Zfs discussions

SGC · April 28, 2020, 9:34pm

if you are that worried about it, why not just run raid 10
then its unlikely to fail in like a million array years, you only add 33% cost for going from a raid 6 with 6 drives and to a raid 10 with 8 drives, while keeping the same capacity…
you can add the drives in pairs, which gives you the ability to use many different types of drives, and you can scale and resilver with no trouble at all…
and because its mirrors its basically backup… even tho it is best to have one offsite also xD in case of lightning/fire/natural disasters… and what not…

anyways, just a thought… lol now i’m sitting here convincing myself to do a striped mirror…
also the read and io on raid 10 is insane… sure raid 6 gets more sequential write speed… but really… with like 4 drives you will basically gets double single disk write speed and 4x read and the same multiplier on the IO i believe.

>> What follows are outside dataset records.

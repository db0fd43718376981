//! The capability-token model (spec §4.K, §9 "polymorphism over capability sets").
//!
//! A token is an opaque, signed grant from an issuer to an audience, naming a
//! space and a set of abilities, optionally chained to a proof (an ancestor
//! token delegating the same or a superset of authority). Tokens are
//! request-scoped: nothing here is ever cached across calls.

use dcrypt::api::Signature as _;
use dcrypt::sign::eddsa;
use serde::{Deserialize, Serialize};
use tlog_types::ContentId;

/// One ability a capability token can grant.
#[derive(Debug, Clone, Copy, PartialEq, Eq, Serialize, Deserialize)]
pub enum Ability {
    /// Write a blob into the tenant's content-addressed space.
    SpaceBlobAdd,
    /// Register a content-linkage (index) entry in IPNI or equivalent.
    SpaceIndexAdd,
    /// Perform the allocate/upload/conclude handshake against the backend.
    UploadAdd,
    /// Remove a blob from the tenant's space (required for `tlog/gc`).
    SpaceBlobRemove,
}

impl Ability {
    /// The ability string as it appears on the wire, matching spec §4.K.
    pub const fn as_str(self) -> &'static str {
        match self {
            Self::SpaceBlobAdd => "space/blob/add",
            Self::SpaceIndexAdd => "space/index/add",
            Self::UploadAdd => "upload/add",
            Self::SpaceBlobRemove => "space/blob/remove",
        }
    }

    /// The ability set required for ordinary append/create operations
    /// (spec §4.K: `{space/blob/add, space/index/add, upload/add}`).
    pub const WRITE_SET: [Ability; 3] = [Self::SpaceBlobAdd, Self::SpaceIndexAdd, Self::UploadAdd];
}

/// The unsigned body of a capability token: the claims the issuer attests to.
#[derive(Debug, Clone, Serialize, Deserialize)]
pub struct TokenClaims {
    /// DID-like identifier of the principal that minted this token.
    pub issuer: String,
    /// The service identity this token is addressed to.
    pub audience: String,
    /// The tenant-space identifier this token's abilities apply to.
    pub space_id: String,
    /// Abilities this token grants.
    pub abilities: Vec<Ability>,
    /// Unix-epoch milliseconds after which this token is no longer valid, if bounded.
    pub expires_at_ms: Option<i64>,
}

/// A signed capability token, optionally chained to an ancestor via `proof`.
#[derive(Debug, Clone, Serialize, Deserialize)]
pub struct CapabilityToken {
    /// The claims this token attests to.
    pub claims: TokenClaims,
    /// Raw Ed25519 signature bytes over the canonical encoding of `claims`.
    pub signature: Vec<u8>,
    /// Raw Ed25519 public key bytes of `claims.issuer`, used to verify `signature`.
    pub issuer_public_key: Vec<u8>,
    /// An ancestor token whose authority this token was delegated from.
    /// `None` means this token is a root grant, signed by the space owner.
    pub proof: Option<Box<CapabilityToken>>,
}

/// Errors from token (de)serialization and signature verification.
#[derive(Debug, thiserror::Error)]
pub enum TokenCodecError {
    /// The token bytes were not valid encoded JSON.
    #[error("malformed token encoding: {0}")]
    Malformed(String),
    /// The issuer's public key bytes did not decode to a valid Ed25519 key.
    #[error("invalid issuer key: {0}")]
    InvalidIssuerKey(String),
    /// The signature bytes did not decode, or did not verify over the claims.
    #[error("signature verification failed")]
    BadSignature,
}

impl CapabilityToken {
    /// The canonical bytes a signature is computed over: the JSON encoding of `claims`.
    pub fn signing_bytes(claims: &TokenClaims) -> Vec<u8> {
        serde_json::to_vec(claims).unwrap_or_default()
    }

    /// Parses a token from its wire encoding (spec §4.K `ParseToken`).
    pub fn parse(bytes: &[u8]) -> Result<Self, TokenCodecError> {
        serde_json::from_slice(bytes).map_err(|e| TokenCodecError::Malformed(e.to_string()))
    }

    /// Serializes this token to its wire encoding.
    pub fn to_bytes(&self) -> Vec<u8> {
        serde_json::to_vec(self).unwrap_or_default()
    }

    /// The content-id identifying this token blob, used as its revocation key.
    pub fn content_id(&self) -> ContentId {
        ContentId::of(&self.to_bytes())
    }

    /// Verifies this token's own signature (not its proof chain or revocation status).
    pub fn verify_signature(&self) -> Result<(), TokenCodecError> {
        let public_key = eddsa::Ed25519PublicKey::from_bytes(&self.issuer_public_key).map_err(|e| {
            TokenCodecError::InvalidIssuerKey(format!("{e:?}"))
        })?;
        let signature = eddsa::Ed25519Signature::from_bytes(&self.signature)
            .map_err(|_| TokenCodecError::BadSignature)?;
        eddsa::Ed25519::verify(&Self::signing_bytes(&self.claims), &signature, &public_key).map_err(|_| {
            tracing::warn!(issuer = %self.claims.issuer, "capability token signature verification failed");
            TokenCodecError::BadSignature
        })
    }

    /// This token and each ancestor in its proof chain, outermost (this
    /// token) first.
    pub fn chain(&self) -> impl Iterator<Item = &CapabilityToken> {
        std::iter::successors(Some(self), |t| t.proof.as_deref())
    }
}

#[cfg(test)]
mod tests {
    use super::*;
    use proptest::prelude::*;

    fn any_ability() -> impl Strategy<Value = Ability> {
        prop_oneof![
            Just(Ability::SpaceBlobAdd),
            Just(Ability::SpaceIndexAdd),
            Just(Ability::UploadAdd),
            Just(Ability::SpaceBlobRemove),
        ]
    }

    fn any_claims() -> impl Strategy<Value = TokenClaims> {
        (
            "[a-z]{4,12}",
            "[a-z]{4,12}",
            "[a-z]{4,12}",
            prop::collection::vec(any_ability(), 0..4),
            prop::option::of(0i64..i64::MAX),
        )
            .prop_map(|(issuer, audience, space_id, abilities, expires_at_ms)| TokenClaims {
                issuer,
                audience,
                space_id,
                abilities,
                expires_at_ms,
            })
    }

    proptest! {
        // `parse` is the inverse of `to_bytes` for any claims/signature
        // shape, independent of whether the signature itself verifies.
        #[test]
        fn token_encode_decode_round_trips(
            claims in any_claims(),
            signature in prop::collection::vec(any::<u8>(), 0..80),
            issuer_public_key in prop::collection::vec(any::<u8>(), 0..40),
        ) {
            let token = CapabilityToken {
                claims,
                signature,
                issuer_public_key,
                proof: None,
            };
            let bytes = token.to_bytes();
            let decoded = CapabilityToken::parse(&bytes).expect("parses");
            prop_assert_eq!(decoded.claims.issuer, token.claims.issuer);
            prop_assert_eq!(decoded.claims.audience, token.claims.audience);
            prop_assert_eq!(decoded.claims.space_id, token.claims.space_id);
            prop_assert_eq!(decoded.claims.abilities, token.claims.abilities);
            prop_assert_eq!(decoded.claims.expires_at_ms, token.claims.expires_at_ms);
            prop_assert_eq!(decoded.signature, token.signature);
            prop_assert_eq!(decoded.issuer_public_key, token.issuer_public_key);
            prop_assert!(decoded.proof.is_none());
        }
    }
}
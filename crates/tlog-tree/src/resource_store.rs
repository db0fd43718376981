//! The tile/bundle resource store (component 4.E): translates
//! `(level, index, partial)` and `(bundleIndex, partial)` into paths and
//! delegates bytes to the object store (4.D); also reads/writes the
//! `checkpoint` path.

use std::sync::Arc;

use tlog_crypto::CapabilityToken;
use tlog_index::ObjectStore;
use tlog_types::error::IntegrationError;
use tlog_types::{path, BlobError};

use crate::bundle::{decode_bundle, encode_bundle};
use crate::hash::Hash;
use crate::tile::{decode_tile, encode_tile};

/// Bridges `(level, index, partial)`/`(bundleIndex, partial)` addressing to
/// the path-addressed object store.
pub struct ResourceStore {
    objects: Arc<ObjectStore>,
}

impl ResourceStore {
    /// Wraps an object store (4.D) for tile-tiles-shaped reads and writes.
    pub fn new(objects: Arc<ObjectStore>) -> Self {
        Self { objects }
    }

    /// Reads a tile, tolerating absence (the integrator treats a missing
    /// tile at a not-yet-created position as an empty starting buffer).
    pub async fn get_tile(
        &self,
        level: u32,
        index: u64,
        partial: u16,
    ) -> Result<Option<Vec<Hash>>, IntegrationError> {
        let p = path::tile_path(level as u64, index, partial);
        match self.objects.get_object(&p).await {
            Ok(bytes) => Ok(Some(decode_tile(&bytes)?)),
            Err(BlobError::NotFound) => Ok(None),
            Err(e) => Err(IntegrationError::Store(e.to_string())),
        }
    }

    /// Writes a tile at its (possibly partial) path. Every partial width
    /// occupies a distinct path, so this is always a fresh write.
    pub async fn put_tile(
        &self,
        space_id: &str,
        level: u32,
        index: u64,
        partial: u16,
        hashes: &[Hash],
        token: Option<&CapabilityToken>,
    ) -> Result<(), IntegrationError> {
        let p = path::tile_path(level as u64, index, partial);
        let bytes = encode_tile(hashes);
        self.objects
            .set_object(space_id, &p, bytes, token)
            .await
            .map_err(|e| IntegrationError::Store(e.to_string()))?;
        Ok(())
    }

    /// Reads an entry bundle, tolerating absence.
    pub async fn get_entry_bundle(
        &self,
        index: u64,
        partial: u16,
    ) -> Result<Option<Vec<Vec<u8>>>, IntegrationError> {
        let p = path::entry_bundle_path(index, partial);
        match self.objects.get_object(&p).await {
            Ok(bytes) => Ok(Some(decode_bundle(&bytes)?)),
            Err(BlobError::NotFound) => Ok(None),
            Err(e) => Err(IntegrationError::Store(e.to_string())),
        }
    }

    /// Writes an entry bundle using `setObjectIfNoneMatch`: entry bundles
    /// are immutable-by-policy once written at a given path (spec §4.D).
    pub async fn put_entry_bundle(
        &self,
        space_id: &str,
        index: u64,
        partial: u16,
        entries: &[Vec<u8>],
        token: Option<&CapabilityToken>,
    ) -> Result<(), IntegrationError> {
        let p = path::entry_bundle_path(index, partial);
        let bytes = encode_bundle(entries);
        self.objects
            .set_object_if_none_match(space_id, &p, bytes, token)
            .await
            .map_err(|e| IntegrationError::Store(e.to_string()))?;
        Ok(())
    }

    /// Reads the published checkpoint, tolerating absence (no checkpoint
    /// has ever been published for this log).
    pub async fn get_checkpoint(&self) -> Result<Option<Vec<u8>>, IntegrationError> {
        match self.objects.get_object("checkpoint").await {
            Ok(bytes) => Ok(Some(bytes.as_ref().clone())),
            Err(BlobError::NotFound) => Ok(None),
            Err(e) => Err(IntegrationError::Store(e.to_string())),
        }
    }

    /// Publishes a new checkpoint body at the `checkpoint` path.
    pub async fn put_checkpoint(
        &self,
        space_id: &str,
        bytes: Vec<u8>,
        token: Option<&CapabilityToken>,
    ) -> Result<(), IntegrationError> {
        self.objects
            .set_object(space_id, "checkpoint", bytes, token)
            .await
            .map_err(|e| IntegrationError::Store(e.to_string()))?;
        Ok(())
    }
}
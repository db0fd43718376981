//! The tlog service binary (spec's [ADDED] process wiring §1, §6): reads
//! [`NodeConfig`] from the environment, builds the log manager, installs
//! telemetry, and serves the gateway until interrupted.

mod config;

use std::sync::Arc;

use config::NodeConfig;
use tlog_crypto::CheckpointSigner;
use tlog_gateway::{run_server, GatewayConfig, GatewayState};
use tlog_manager::LogManager;

const TELEMETRY_ADDR: &str = "0.0.0.0:9090";

#[tokio::main]
async fn main() -> anyhow::Result<()> {
    let config = NodeConfig::from_env()?;

    if std::env::var("RUST_LOG").is_err() {
        std::env::set_var("RUST_LOG", &config.log_level);
    }
    tlog_telemetry::init::init_tracing()?;

    if let Err(e) = tlog_telemetry::prometheus::install() {
        tracing::warn!(error = %e, "prometheus metrics already installed");
    }
    tokio::spawn(tlog_telemetry::http::run_server(TELEMETRY_ADDR.parse()?));

    let signer = Arc::new(CheckpointSigner::from_seed("tlog-node", &config.signing_key_seed)?);
    tracing::info!(signer_id = signer.signer_id(), port = config.port, "starting tlog node");

    let manager = LogManager::new(
        config.data_path.clone(),
        signer.clone(),
        config.blob_base_url.clone(),
        config.ipfs_gateway_url.clone(),
    );
    let state = GatewayState::new(manager, signer.signer_id().to_string());

    let gateway_config = GatewayConfig {
        listen_addr: format!("0.0.0.0:{}", config.port),
        rps: 20,
        burst: 50,
        body_limit_kb: 512,
        trusted_proxies: vec![],
    };

    run_server(gateway_config, state, async {
        tokio::signal::ctrl_c().await.ok();
        tracing::info!("shutdown signal received");
    })
    .await
}
//! Capability-token validation (spec §4.K).

use std::collections::HashSet;

use tlog_types::error::CapabilityError;
use tlog_types::ContentId;

use crate::token::{Ability, CapabilityToken};

/// Validates capability tokens against this service's identity.
///
/// Mirrors spec §4.K's operation list exactly: each method here is one of
/// its named checks, called in sequence by the append pipeline and the
/// RPC handlers rather than folded into one opaque `validate`.
pub struct TokenValidator {
    service_audience: String,
}

impl TokenValidator {
    /// Builds a validator bound to this service's own identity string.
    pub fn new(service_audience: impl Into<String>) -> Self {
        Self {
            service_audience: service_audience.into(),
        }
    }

    /// `ParseToken(bytes) → token | ParseError`.
    pub fn parse_token(&self, bytes: &[u8]) -> Result<CapabilityToken, CapabilityError> {
        CapabilityToken::parse(bytes).map_err(|e| CapabilityError::InvalidToken(e.to_string()))
    }

    /// `ExtractSpaceIdentifier(token) → identifier`, enforcing that every
    /// token in the chain names the same space.
    pub fn extract_space_identifier(&self, token: &CapabilityToken) -> Result<String, CapabilityError> {
        let mut ids = token.chain().map(|t| t.claims.space_id.as_str());
        let first = ids.next().ok_or_else(|| {
            CapabilityError::InvalidToken("token chain is empty".into())
        })?;
        if ids.all(|id| id == first) {
            Ok(first.to_string())
        } else {
            Err(CapabilityError::InvalidSpaceDid)
        }
    }

    /// `ValidateToken(token, expectedAudience, spaceId)`: checks the
    /// signature, audience, required ability set, and non-expiry.
    pub fn validate_token(
        &self,
        token: &CapabilityToken,
        space_id: &str,
        required: &[Ability],
        now_ms: i64,
    ) -> Result<(), CapabilityError> {
        token
            .verify_signature()
            .map_err(|e| CapabilityError::InvalidToken(e.to_string()))?;
        if token.claims.audience != self.service_audience {
            return Err(CapabilityError::InvalidAudience);
        }
        if token.claims.space_id != space_id {
            return Err(CapabilityError::InvalidSpaceDid);
        }
        for ability in required {
            if !token.claims.abilities.contains(ability) {
                return Err(CapabilityError::MissingAbility(ability.as_str()));
            }
        }
        if let Some(expires_at_ms) = token.claims.expires_at_ms {
            if now_ms >= expires_at_ms {
                return Err(CapabilityError::Expired);
            }
        }
        Ok(())
    }

    /// `ValidateInvocationAuthority(invocationIssuer, token)`: the RPC
    /// caller's signer must equal the token's issuer.
    pub fn validate_invocation_authority(
        &self,
        invocation_issuer: &str,
        token: &CapabilityToken,
    ) -> Result<(), CapabilityError> {
        if invocation_issuer == token.claims.issuer {
            Ok(())
        } else {
            Err(CapabilityError::InvocationNotAuthorized)
        }
    }

    /// `ValidateProofChain(token, spaceId)`: walks proofs to a root whose
    /// issuer equals `spaceId` (the space owner delegates to itself as the
    /// chain's root).
    pub fn validate_proof_chain(&self, token: &CapabilityToken, space_id: &str) -> Result<(), CapabilityError> {
        let mut chain = token.chain().peekable();
        loop {
            let current = chain.next().ok_or_else(|| {
                CapabilityError::InvalidToken("empty proof chain".into())
            })?;
            current
                .verify_signature()
                .map_err(|e| CapabilityError::InvalidToken(e.to_string()))?;
            if chain.peek().is_none() {
                return if current.claims.issuer == space_id {
                    Ok(())
                } else {
                    Err(CapabilityError::DelegationNoAuthority)
                };
            }
            let next = chain.peek().expect("peeked Some above");
            if current.claims.issuer != next.claims.audience && current.claims.issuer != next.claims.issuer {
                return Err(CapabilityError::DelegationNoAuthority);
            }
        }
    }

    /// `ValidateRevocationAuthority(revoker, tokenToRevoke)`: only the
    /// token's issuer, or an upstream issuer in its proof chain, may revoke it.
    pub fn validate_revocation_authority(
        &self,
        revoker: &str,
        token_to_revoke: &CapabilityToken,
    ) -> Result<(), CapabilityError> {
        if token_to_revoke.chain().any(|t| t.claims.issuer == revoker) {
            Ok(())
        } else {
            Err(CapabilityError::RevokeNotAuthorized)
        }
    }

    /// Revocation check (spec §4.K, §8): none of `token`'s content-id or its
    /// proof chain's content-ids may appear in `revoked`.
    pub fn check_not_revoked(
        &self,
        token: &CapabilityToken,
        revoked: &HashSet<ContentId>,
    ) -> Result<(), CapabilityError> {
        if token.chain().any(|t| revoked.contains(&t.content_id())) {
            Err(CapabilityError::DelegationRevoked)
        } else {
            Ok(())
        }
    }

    /// Requires that `token`'s *own* claims (not its proof chain) carry a
    /// direct grant from `space_id`, per spec §9: `tlog/gc` must not accept
    /// a sub-delegated grant.
    pub fn require_direct_grant(&self, token: &CapabilityToken, space_id: &str) -> Result<(), CapabilityError> {
        if token.proof.is_none() && token.claims.issuer == space_id {
            Ok(())
        } else {
            Err(CapabilityError::GcDelegationNotDirect)
        }
    }
}

#[cfg(test)]
mod tests {
    use super::*;
    use crate::checkpoint::SigningError;
    use crate::token::TokenClaims;
    use dcrypt::api::Signature as _;
    use dcrypt::sign::eddsa;
    use rand::rngs::OsRng;

    fn sign_claims(
        claims: TokenClaims,
        proof: Option<Box<CapabilityToken>>,
    ) -> Result<(CapabilityToken, eddsa::Ed25519SecretKey), SigningError> {
        let mut rng = OsRng;
        let (public_key, secret_key) =
            eddsa::Ed25519::keypair(&mut rng).map_err(|e| SigningError::Backend(format!("{e:?}")))?;
        let signature = eddsa::Ed25519::sign(&CapabilityToken::signing_bytes(&claims), &secret_key)
            .map_err(|e| SigningError::Backend(format!("{e:?}")))?;
        Ok((
            CapabilityToken {
                claims,
                signature: signature.to_bytes(),
                issuer_public_key: public_key.to_bytes(),
                proof,
            },
            secret_key,
        ))
    }

    #[test]
    fn validates_a_well_formed_root_token() {
        let claims = TokenClaims {
            issuer: "did:key:zA".into(),
            audience: "did:web:tlog.example".into(),
            space_id: "did:key:zA".into(),
            abilities: Ability::WRITE_SET.to_vec(),
            expires_at_ms: None,
        };
        let (token, _sk) = sign_claims(claims, None).expect("sign");

        let validator = TokenValidator::new("did:web:tlog.example");
        assert!(validator
            .validate_token(&token, "did:key:zA", &Ability::WRITE_SET, 0)
            .is_ok());
        assert!(validator.validate_proof_chain(&token, "did:key:zA").is_ok());
        assert!(validator
            .validate_invocation_authority("did:key:zA", &token)
            .is_ok());
    }

    #[test]
    fn rejects_wrong_audience() {
        let claims = TokenClaims {
            issuer: "did:key:zA".into(),
            audience: "did:web:someone-else".into(),
            space_id: "did:key:zA".into(),
            abilities: Ability::WRITE_SET.to_vec(),
            expires_at_ms: None,
        };
        let (token, _sk) = sign_claims(claims, None).expect("sign");

        let validator = TokenValidator::new("did:web:tlog.example");
        assert_eq!(
            validator.validate_token(&token, "did:key:zA", &Ability::WRITE_SET, 0),
            Err(CapabilityError::InvalidAudience)
        );
    }

    #[test]
    fn detects_revoked_token_in_chain() {
        let claims = TokenClaims {
            issuer: "did:key:zA".into(),
            audience: "did:web:tlog.example".into(),
            space_id: "did:key:zA".into(),
            abilities: Ability::WRITE_SET.to_vec(),
            expires_at_ms: None,
        };
        let (token, _sk) = sign_claims(claims, None).expect("sign");
        let mut revoked = HashSet::new();
        revoked.insert(token.content_id());

        let validator = TokenValidator::new("did:web:tlog.example");
        assert_eq!(
            validator.check_not_revoked(&token, &revoked),
            Err(CapabilityError::DelegationRevoked)
        );
    }

    #[test]
    fn gc_rejects_sub_delegated_grant() {
        let root_claims = TokenClaims {
            issuer: "did:key:zA".into(),
            audience: "did:web:tlog.example".into(),
            space_id: "did:key:zA".into(),
            abilities: vec![Ability::SpaceBlobRemove],
            expires_at_ms: None,
        };
        let (root, _root_sk) = sign_claims(root_claims, None).expect("sign");

        let delegate_claims = TokenClaims {
            issuer: "did:key:zDelegate".into(),
            audience: "did:web:tlog.example".into(),
            space_id: "did:key:zA".into(),
            abilities: vec![Ability::SpaceBlobRemove],
            expires_at_ms: None,
        };
        let (delegated, _delegate_sk) =
            sign_claims(delegate_claims, Some(Box::new(root))).expect("sign");

        let validator = TokenValidator::new("did:web:tlog.example");
        assert_eq!(
            validator.require_direct_grant(&delegated, "did:key:zA"),
            Err(CapabilityError::GcDelegationNotDirect)
        );
    }
}
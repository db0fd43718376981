#![deny(missing_docs)]
//! The content-addressed path index (component 4.B) and the object store
//! layer built over it (component 4.D): together these bridge path-addressed
//! tile storage to a content-addressed blob backend.

mod mirror;
mod object_store;

pub use mirror::CidIndex;
pub use object_store::ObjectStore;
use axum::{
    body::Bytes,
    error_handling::HandleErrorLayer,
    http::{header::CONTENT_TYPE, HeaderName, StatusCode},
    routing::get,
    Router,
};
use prometheus::{Encoder, TextEncoder};
use std::{net::SocketAddr, time::Duration};
use tokio::signal;
use tower::{BoxError, ServiceBuilder};
use tower_http::trace::TraceLayer;

async fn metrics_handler() -> ([(HeaderName, String); 1], Bytes) {
    let encoder = TextEncoder::new();
    let metric_families = prometheus::gather();
    let mut buf = Vec::with_capacity(1 << 16);
    if let Err(e) = encoder.encode(&metric_families, &mut buf) {
        tracing::error!(error=%e, "failed to encode prometheus metrics");
    }
    (
        [(CONTENT_TYPE, encoder.format_type().to_string())],
        buf.into(),
    )
}

async fn healthz_handler() -> &'static str {
    "OK"
}

async fn handle_service_error(err: BoxError) -> (StatusCode, String) {
    if err.is::<tower::timeout::error::Elapsed>() {
        (StatusCode::REQUEST_TIMEOUT, "request timed out".to_string())
    } else {
        (
            StatusCode::INTERNAL_SERVER_ERROR,
            format!("unhandled internal error: {err}"),
        )
    }
}

/// Serves `/metrics` and `/healthz` on a side channel, separate from the
/// authenticated RPC gateway (spec §10 ambient stack).
pub async fn run_server(addr: SocketAddr) {
    let app = Router::new()
        .route("/metrics", get(metrics_handler))
        .route("/healthz", get(healthz_handler))
        .layer(
            ServiceBuilder::new()
                .layer(HandleErrorLayer::new(handle_service_error))
                .layer(TraceLayer::new_for_http())
                .load_shed()
                .concurrency_limit(8)
                .timeout(Duration::from_secs(2)),
        );

    let listener = match tokio::net::TcpListener::bind(addr).await {
        Ok(l) => l,
        Err(e) => {
            tracing::error!(target = "telemetry", error = %e, "failed to bind telemetry http server");
            return;
        }
    };
    tracing::info!(target = "telemetry", addr = %addr, "telemetry server listening");

    let graceful = axum::serve(listener, app.into_make_service()).with_graceful_shutdown(async {
        if let Err(e) = signal::ctrl_c().await {
            tracing::error!(target = "telemetry", error = %e, "failed to install ctrl-c handler");
        }
        tracing::info!(target = "telemetry", "shutting down gracefully");
    });

    if let Err(e) = graceful.await {
        tracing::error!(target = "telemetry", error = %e, "server error");
    }
}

Pentium100 · April 28, 2020, 9:46pm

RAID10 can be less reliable than RAID6.
4 drive raidz2 is more reliable, but slower than 4 drive RAID10, both have the same capacity).
6 drive raidz3 is more reliable, but slower than 6 drive RAID10.

raidz-x is guaranteed to survive x failed drives, while y drive raid10 is only guaranteed to survive 1 failed drive and has 1/(y-1) chance of failure after a second drive fails.

6 drive raid10 has 20% chance of failure when a second drive fails. 8 drive raid10 has 14%. 6 drive raidz2 has 0% chance of failure when a second drive fails.

RAID is never a backup.

That’s nice, but backing up the node is not possible.

SGC · April 28, 2020, 10:04pm

i think you forget to take resilvering time into consideration…
granted with low numbers of drive arrays like we both are using it’s not a huge consideration.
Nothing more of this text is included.